Prof. Scott Lucas                                                                                                 

www.libertas.bham.ac.uk

 

With no further ado, American Studies in five episodes:

 

EPISODE 1: WE’RE NUMBER ONE

 

A young boy grows in the US South of the 1960s. His overriding impression, reinforced by parents, church, television, and (his childhood obsession) sports, is how lucky he is to have been born American. He could have been born to starve in India or to suffer under Communism in China or to endure the decaying Old World of Europe but, no, he has been born in America, the Number One country in the whole world.

 

EPISODE 2: A COLD WAR CITY

 

Did I mention that the young boy lives in Huntsville, Alabama?
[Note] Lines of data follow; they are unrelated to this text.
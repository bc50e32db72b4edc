//! Validated energy grid and the pixel <-> node numbering shared by the
//! graph, the solver and seam extraction.
//!
//! Pixel `(r, c)` is node `r * cols + c`. The two nodes after the last pixel
//! are the synthetic source (`rows * cols`) and sink (`rows * cols + 1`).

use ndarray::{Array2, ArrayView2};
use num_traits::ToPrimitive;

use crate::error::{Result, SeamError};

/// An immutable, rectangular, non-empty grid of per-pixel energies.
#[derive(Debug, Clone, PartialEq, Eq)]
pub struct EnergyGrid {
    energy: Array2<u64>,
}

impl EnergyGrid {
    /// Builds a grid from row slices, rejecting empty and ragged input.
    ///
    /// Any primitive integer type is accepted as long as every value is
    /// non-negative and fits in a `u64`.
    pub fn from_rows<T, R>(rows: &[R]) -> Result<Self>
    where
        T: ToPrimitive + Copy,
        R: AsRef<[T]>,
    {
        let n_rows = rows.len();
        if n_rows == 0 {
            return Err(SeamError::InvalidInput("grid has no rows".into()));
        }
        let n_cols = rows[0].as_ref().len();
        if n_cols == 0 {
            return Err(SeamError::InvalidInput("grid has no columns".into()));
        }

        let mut flat = Vec::with_capacity(n_rows * n_cols);
        for (r, row) in rows.iter().enumerate() {
            let row = row.as_ref();
            if row.len() != n_cols {
                return Err(SeamError::InvalidInput(format!(
                    "row {r} has {} values, expected {n_cols}",
                    row.len()
                )));
            }
            for (c, value) in row.iter().enumerate() {
                flat.push(to_energy(*value, r, c)?);
            }
        }

        let energy = Array2::from_shape_vec((n_rows, n_cols), flat)
            .map_err(|e| SeamError::InvalidInput(e.to_string()))?;
        Ok(Self { energy })
    }

    /// Builds a grid from an already rectangular `ndarray` matrix.
    pub fn from_array<T>(energy: ArrayView2<'_, T>) -> Result<Self>
    where
        T: ToPrimitive + Copy,
    {
        if energy.nrows() == 0 {
            return Err(SeamError::InvalidInput("grid has no rows".into()));
        }
        if energy.ncols() == 0 {
            return Err(SeamError::InvalidInput("grid has no columns".into()));
        }

        let mut converted = Array2::zeros(energy.dim());
        for ((r, c), value) in energy.indexed_iter() {
            converted[[r, c]] = to_energy(*value, r, c)?;
        }
        Ok(Self { energy: converted })
    }

    #[inline]
    pub fn rows(&self) -> usize {
        self.energy.nrows()
    }

    #[inline]
    pub fn cols(&self) -> usize {
        self.energy.ncols()
    }

    #[inline]
    pub fn energy(&self, row: usize, col: usize) -> u64 {
        self.energy[[row, col]]
    }

    pub fn view(&self) -> ArrayView2<'_, u64> {
        self.energy.view()
    }

    /// Number of pixels.
    #[inline]
    pub fn pixel_count(&self) -> usize {
        self.rows() * self.cols()
    }

    /// Pixels plus source and sink.
    #[inline]
    pub fn node_count(&self) -> usize {
        self.pixel_count() + 2
    }

    #[inline]
    pub fn source(&self) -> usize {
        self.pixel_count()
    }

    #[inline]
    pub fn sink(&self) -> usize {
        self.pixel_count() + 1
    }

    #[inline]
    pub fn node(&self, row: usize, col: usize) -> usize {
        debug_assert!(row < self.rows() && col < self.cols());
        row * self.cols() + col
    }

    /// Inverse of [`EnergyGrid::node`]; `None` for source, sink and
    /// out-of-range ids.
    #[inline]
    pub fn pixel(&self, node: usize) -> Option<(usize, usize)> {
        (node < self.pixel_count()).then(|| (node / self.cols(), node % self.cols()))
    }

    /// Weight of moving between two pixels: the absolute energy difference.
    #[inline]
    pub fn transition_cost(&self, from: (usize, usize), to: (usize, usize)) -> u64 {
        self.energy(from.0, from.1).abs_diff(self.energy(to.0, to.1))
    }
}

fn to_energy<T: ToPrimitive>(value: T, row: usize, col: usize) -> Result<u64> {
    value.to_u64().ok_or_else(|| {
        SeamError::InvalidInput(format!(
            "value at ({row}, {col}) is not a non-negative integer fitting in u64"
        ))
    })
}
Huntsville is a city of the Cold War. In 1950, it was a pokey cotton town of 15,000 people, little more than farms, mills, and hardware stores. Then the US Government brought the German scientists in, allegedly because Huntsville’s hills look like those of Bavaria, equally likely because the military base in the southwest quadrant of town offered plenty of land to test fire missiles and rockets. By 1962, when the Apollo launcher that Huntsville developed took Alan Shepard beyond the stratosphere, when our missiles were readied to hit Cuba if the Soviet didn’t withdraw theirs, the population was 75,000.